Reid says another factor that helps keep costs down outside the United States has to do with the negligible amount of malpractice litigation that occurs in most countries. “You certainly don’t have the malpractice problems in Poland that you have in the United States,” agreed Kaiser. “You have very few lawsuits.”

In Japan, medical malpractice insurance is very inexpensive, said Reid. In his book, he relates the example of one general practitioner whose insurance is covered by dues to his medical association (about $100 per month).  According to this doctor, he buys the insurance for peace of mind, but has never needed it in 40 years of practice.

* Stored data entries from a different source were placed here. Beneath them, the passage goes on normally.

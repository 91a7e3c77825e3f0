// SPDX-License-Identifier: MPL-2.0
//! Dismissal timer backed by a tokio runtime.

use super::{CancelHandle, DismissalTimer, TimerCallback};
use parking_lot::Mutex;
use std::collections::HashMap;
use std::fmt;
use std::sync::atomic::{AtomicU64, Ordering};
use std::sync::Arc;
use std::time::Duration;
use tokio::runtime::Handle;
use tokio::task::AbortHandle;

struct Slot {
    on_fire: TimerCallback,
    task: Option<AbortHandle>,
}

/// Armed callbacks keyed by handle. Firing and cancelling both remove the
/// slot under the lock, so exactly one of them wins.
type Slots = Arc<Mutex<HashMap<u64, Slot>>>;

/// [`DismissalTimer`] that sleeps on a tokio runtime.
pub struct TokioTimer {
    runtime: Handle,
    slots: Slots,
    next_id: AtomicU64,
}

impl TokioTimer {
    /// Creates a timer spawning onto `runtime`.
    #[must_use]
    pub fn new(runtime: Handle) -> Self {
        Self {
            runtime,
            slots: Arc::default(),
            next_id: AtomicU64::new(0),
        }
    }

    /// Creates a timer on the runtime of the calling context, if any.
    #[must_use]
    pub fn current() -> Option<Self> {
        Handle::try_current().ok().map(Self::new)
    }

    /// Number of timers armed and not yet fired or cancelled.
    #[must_use]
    pub fn pending(&self) -> usize {
        self.slots.lock().len()
    }
}

impl DismissalTimer for TokioTimer {
    fn arm(&self, duration: Duration, on_fire: TimerCallback) -> CancelHandle {
        let id = self.next_id.fetch_add(1, Ordering::Relaxed);
        self.slots.lock().insert(
            id,
            Slot {
                on_fire,
                task: None,
            },
        );

        let slots = Arc::clone(&self.slots);
        let task = self.runtime.spawn(async move {
            tokio::time::sleep(duration).await;
            let slot = slots.lock().remove(&id);
            if let Some(slot) = slot {
                (slot.on_fire)();
            }
        });

        if let Some(slot) = self.slots.lock().get_mut(&id) {
            slot.task = Some(task.abort_handle());
        }

        CancelHandle::from_raw(id)
    }

    fn cancel(&self, handle: CancelHandle) {
        let slot = self.slots.lock().remove(&handle.raw());
        if let Some(task) = slot.and_then(|slot| slot.task) {
            task.abort();
        }
    }
}

impl fmt::Debug for TokioTimer {
    fn fmt(&self, f: &mut fmt::Formatter<'_>) -> fmt::Result {
        f.debug_struct("TokioTimer")
            .field("pending", &self.pending())
            .finish_non_exhaustive()
    }
}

It’s a similar situation in many other countries, Reid says. In France, which is one of the most expensive countries in Europe when it comes to healthcare, doctors pay just a fraction of what American doctors pay in insurance. The reason has much to do with the system used to deal with cases of alleged malpractice. France uses an approach—similar to Scandinavian countries—in which cases are settled administratively by special review boards set up outside of the legal system, with payments coming out of a national fund.

The situation is changing in South Africa, however, says Owens, with evidence that more defensive medicine is being practiced, which is further driving utilization, as well as costs.

Imaging Exam Wait Times

Wait times can be affected by a number of different factors, depending on the health system involved. In the United States, for example, how long a person has to wait for an imaging exam can depend on whether they have the funding necessary to pay for the exam, or by the availability of services in the area in which that person lives.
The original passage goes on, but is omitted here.